Reporter: West's Atlantic Reporter, Second Series
Volume: 994
Pages: 1158–1162

Head Matter:
COMMONWEALTH of Pennsylvania, Appellee v. Crystal Ann CATT, Appellant.
Superior Court of Pennsylvania.
Submitted March 11, 2010.
Filed May 10, 2010.
Anthony J. Tambourino, Public Defender, York, for appellant.
James E. Zamkotowicz, Assistant District Attorney, York, for Commonwealth, appellee.
BEFORE: FORD ELLIOTT, P.J., STEVENS, GANTMAN, PANELEA, DONOHUE, SHOGAN, ALLEN, LAZARUS, and MUNDY, JJ.

Opinion:
OPINION BY
GANTMAN, J.:
¶ 1 Appellant, Crystal Ann Catt, appeals from the judgment of sentence entered in the York County Court of Common Pleas following a guilty plea to one count of driving under the influence ("DUI"), arising from an offense committed on December 21, 2007, and a stipulated trial conviction on one count of DUI and one count of possession of drug paraphernalia, arising from offenses committed on April 12, 2008. Appellant asks us to decide whether the court erred when it sentenced her as a second-time offender for the April 2008 DUI. Pursuant to Commonwealth v. Haag, 603 Pa. 46, 981 A.2d 902 (2009), we hold the court erred when it sentenced Appellant as a recidivist for her April 2008 DUI; the court should have considered the DUI of December 21, 2007 and the DUI of April 12, 2008 as first offenses in accordance with 75 Pa.C.S.A. § 3806(b) and sentenced Appellant as a first-time offender on both convictions. Accordingly, we affirm Appellant's convictions but vacate the judgment of sentence and remand for re-sentencing.
¶ 2 The relevant facts and procedural history of this case are as follows. On December 21, 2007, Appellant was arrested and charged with DUI. Appellant's blood alcohol content ("BAC") was 0.168%. On March 13, 2008, Appellant applied for admission into the Accelerated Rehabilitative Disposition Program ("ARD").
¶ 3 On April 12, 2008, Appellant was again arrested and charged inter alia with DUI. A subsequent blood test revealed a BAC of 0.08% and cocaine derivatives and marijuana in Appellant's system. When Appellant committed the April 2008 DUI, she had not yet been accepted into ARD, so her December 2007 DUI remained outstanding and unresolved.

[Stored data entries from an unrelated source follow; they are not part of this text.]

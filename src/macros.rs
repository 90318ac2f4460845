/// Builds a [`Document`](crate::Document) from a JSON-like literal.
///
/// Top-level entries whose value is a `{ ... }` block become sections, any
/// other value becomes a global property. Values are converted with
/// `to_string()`. Entries with an empty name are skipped.
///
/// ```rust
/// use ini_doc::ini;
///
/// let doc = ini!({
///     "name": "demo",
///     "server": { "host": "localhost", "port": 8080 },
/// });
/// assert_eq!(doc.global().value("name"), Some("demo"));
/// assert_eq!(doc.get_key_path("server.port", '.'), Some("8080"));
/// ```
#[macro_export]
macro_rules! ini {
    ({}) => {
        $crate::Document::new()
    };

    ({ $($name:literal : $value:tt),* $(,)? }) => {{
        let mut document = $crate::Document::new();
        $(
            $crate::ini!(@entry document, $name, $value);
        )*
        document
    }};

    // Section
    (@entry $doc:ident, $name:literal, { $($key:literal : $value:expr),* $(,)? }) => {{
        $doc.sections_mut().add_section($name).ok();
        if let Some(section) = $doc.section_mut($name) {
            $(
                section.properties_mut().insert($key, &$value.to_string()).ok();
            )*
        }
    }};

    // Global property
    (@entry $doc:ident, $key:literal, $value:expr) => {{
        $doc.global_mut().insert($key, &$value.to_string()).ok();
    }};
}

¶ 4 On December 30, 2008, Appellant pled guilty to the December 2007 DUI. The same day, the trial court convicted Appellant of the April 2008 DUI following a stipulated bench trial. The court then sentenced Appellant on the December 2007 DUI as a first-time offender to seventy-two (72) hours to six (6) months of imprisonment, plus fines and costs. Bound by recent decisions of this Court, the sentencing court found Appellant's December 2007 DUI constituted a prior offense for sentencing purposes, treated Appellant's April 2008 DUI as a second offense for sentencing purposes, and sentenced her on the April 2008 DUI to five (5) years intermediate punishment on the DUI and a concurrent term of twelve (12) months probation for the possession of drug paraphernalia charge. The court also imposed all the sentences to run concurrently and deferred Appellant's sentence for the April 2008 DUI pending appeal. On January 28, 2009, Appellant timely filed a notice of appeal and a preemptive concise statement of matters complained of on appeal pursuant to Rule 1925(b). Likewise bound by several prior opinions of this Court, a three-judge panel affirmed by judgment filed on October 29, 2009. On November 5, 2009, Appellant filed an application for panel reconsideration or alternatively re-argument en banc, which this Court granted on December 23, 2009.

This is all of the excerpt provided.